Le froid du mois de Novembre s'était rapidement installé, me forçant à reprendre mes grosses bottes Doc Martens et à me camoufler derrière mon écharpe et mon bonnet.
Mon année de première était pourtant bien entamée mais mon esprit peinait à s'inscrire dans la scolarité. Constamment éprise de pensées autour de ma soeur Armelle, avec qui je n'avais que très peu de contact, du manque de mes parents, et d'Adam, je n'étais que peu disponible pour autre chose.
J'avais finalement osé envoyer un message à ce dernier, quelques jours après la rentrée. Depuis, nous échangions dès que nos temps libres le permettaient, lui passant un temps considérable à la FAC ou dans ses révisions, et moi à suivre Nathan et Lisa dans leurs occupations.
Nous n'avions pas encore posé de mot sur ce qu'on vivait ensemble, et je ne voulais pas vraiment le faire car en grande pessimiste que j'étais, je n'arrivais pas à comprendre l'intérêt qu'il me portait.- Salut Lucie, je disais en entrant dans la petite cuisine pour prendre mon goûter.
La mère de Nathan relevait les yeux de son ordinateur et remontait ses lunettes rondes sur ses cheveux courts blonds platine. Une manière de me dire qu'elle faisait une pause dans son télétravail.
- Nathan n'est pas avec toi, elle questionnait alors qu'on avait l'habitude de tout faire ensemble.
- Il a raccompagné Lisa faire un truc je crois, je lui mentais, cachant à une mère le fait que son fils était parti acheter sa consommation hebdomadaire. Et avec un pincement au coeur à chaque fois, je culpabilisais de la voir me croire.
- Ça a été les cours ?
Karen et Lucie ne s'intéressaient à ma scolarité que lorsque c'était nécessaire. Elles n'étaient pas vraiment du genre intrusives, mais ne me laissaient pas non plus tomber.
Je haussais les épaules, peu certaine de vouloir lui dire la vérité.
- Je m'ennuie.
- Tu aimais ça les cours avant, non ?
À nouveau, mes épaules remontaient, accompagnées d'un souffle long, entre deux bouchées de Pick Up.
- Cheh pas que ch'aimais ça, j'avalais ma bouchée, retirant d'un mouvement mon bonnet qui était resté sur mes cheveux blonds, j'étais juste bonne élève et scolaire, mais ça m'a jamais vraiment intéressé. Enfin, j'imagine comme tout le monde.

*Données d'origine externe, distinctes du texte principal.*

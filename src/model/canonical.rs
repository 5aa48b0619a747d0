//! Canonical scoring/analysis schema, independent of AI provider.
//!
//! Every provider response is mapped into this shape by the normalizer, so
//! downstream consumers never branch on provider identity. The value object
//! is embedded in a `Correction` row as JSONB and not persisted separately.

use serde::{Deserialize, Serialize};

/// Score block. Total is required; dimension scores are optional because not
/// every provider reports them.
#[derive(Debug, Clone, PartialEq, Serialize, Deserialize)]
pub struct Scores {
    /// Overall score. The one field normalization refuses to do without.
    pub total: f64,
    #[serde(default)]
    pub content: Option<f64>,
    #[serde(default)]
    pub language: Option<f64>,
    #[serde(default)]
    pub structure: Option<f64>,
    #[serde(default)]
    pub writing: Option<f64>,
}

/// Per-dimension prose comments. Absent dimensions default to empty strings
/// rather than failing the whole result.
#[derive(Debug, Clone, Default, PartialEq, Serialize, Deserialize)]
pub struct DimensionComments {
    #[serde(default)]
    pub content: String,
    #[serde(default)]
    pub language: String,
    #[serde(default)]
    pub structure: String,
    #[serde(default)]
    pub writing: String,
}

/// A single sentence-level correction suggested by the grader.
#[derive(Debug, Clone, Default, PartialEq, Serialize, Deserialize)]
pub struct ErrorCorrection {
    /// The original problematic text.
    #[serde(default)]
    pub original: String,
    /// The suggested replacement.
    #[serde(default)]
    pub corrected: String,
    /// Why the change was suggested.
    #[serde(default)]
    pub explanation: String,
}

/// Analysis block: prose feedback accompanying the scores.
#[derive(Debug, Clone, Default, PartialEq, Serialize, Deserialize)]
pub struct Analyses {
    #[serde(default)]
    pub overall_comment: String,
    #[serde(default)]
    pub dimension_comments: DimensionComments,
    #[serde(default)]
    pub improvement_suggestions: Vec<String>,
    #[serde(default)]
    pub error_corrections: Vec<ErrorCorrection>,
}

/// Provenance metadata for a canonical result.
#[derive(Debug, Clone, Default, PartialEq, Serialize, Deserialize)]
pub struct ResultMeta {
    /// Provider identifier (e.g. "deepseek", "synthetic").
    pub provider: String,
    /// Model version reported by the provider.
    #[serde(default)]
    pub model_version: String,
    /// Wall-clock time of the provider call in milliseconds.
    #[serde(default)]
    pub processing_time_ms: u64,
    /// True when the result was fabricated in degraded mode (no credentials).
    /// Consumers must be able to tell real grades from synthetic ones.
    #[serde(default)]
    pub synthetic: bool,
}

/// The single normalized scoring/analysis result.
#[derive(Debug, Clone, PartialEq, Serialize, Deserialize)]
pub struct CanonicalResult {
    pub scores: Scores,
    #[serde(default)]
    pub analyses: Analyses,
    pub metadata: ResultMeta,
}

#[cfg(test)]
mod tests {
    use super::*;

    #[test]
    fn test_canonical_result_roundtrip() {
        let result = CanonicalResult {
            scores: Scores {
                total: 42.0,
                content: Some(12.0),
                language: None,
                structure: Some(9.5),
                writing: None,
            },
            analyses: Analyses {
                overall_comment: "结构清晰".to_string(),
                dimension_comments: DimensionComments {
                    content: "内容充实".to_string(),
                    ..Default::default()
                },
                improvement_suggestions: vec!["多用成语".to_string()],
                error_corrections: vec![ErrorCorrection {
                    original: "我非常很高兴".to_string(),
                    corrected: "我非常高兴".to_string(),
                    explanation: "重复修饰".to_string(),
                }],
            },
            metadata: ResultMeta {
                provider: "deepseek".to_string(),
                model_version: "deepseek-chat".to_string(),
                processing_time_ms: 1234,
                synthetic: false,
            },
        };

        let json = serde_json::to_string(&result).expect("serialization should work");
        let parsed: CanonicalResult =
            serde_json::from_str(&json).expect("deserialization should work");

        assert_eq!(parsed, result);
    }

    #[test]
    fn test_optional_blocks_default() {
        // A minimal persisted result with only scores and metadata must parse.
        let json = r#"{"scores":{"total":40.0},"metadata":{"provider":"openai"}}"#;
        let parsed: CanonicalResult = serde_json::from_str(json).expect("should parse");

        assert_eq!(parsed.scores.total, 40.0);
        assert!(parsed.scores.content.is_none());
        assert!(parsed.analyses.overall_comment.is_empty());
        assert!(parsed.analyses.error_corrections.is_empty());
        assert!(!parsed.metadata.synthetic);
    }
}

- Continue à être bonne élève sans que ça t'intéresse alors.
Mes yeux se baissaient et l'une comme l'autre nous sursautions en entendant Nathan rentrer en claquant la porte.
- J'ai trop de trucs dans la tête pour réussir à me concentrer.
Elle soufflait, attrapant ma main dans la sienne, me regardant avec compassion.
- Tu sais Odraz, je veux vraiment que tu comprennes que tu es ici comme chez toi et que si je pouvais je te garderai avec nous. Mais il serait peut être temps de discuter un peu avec Armelle, non ?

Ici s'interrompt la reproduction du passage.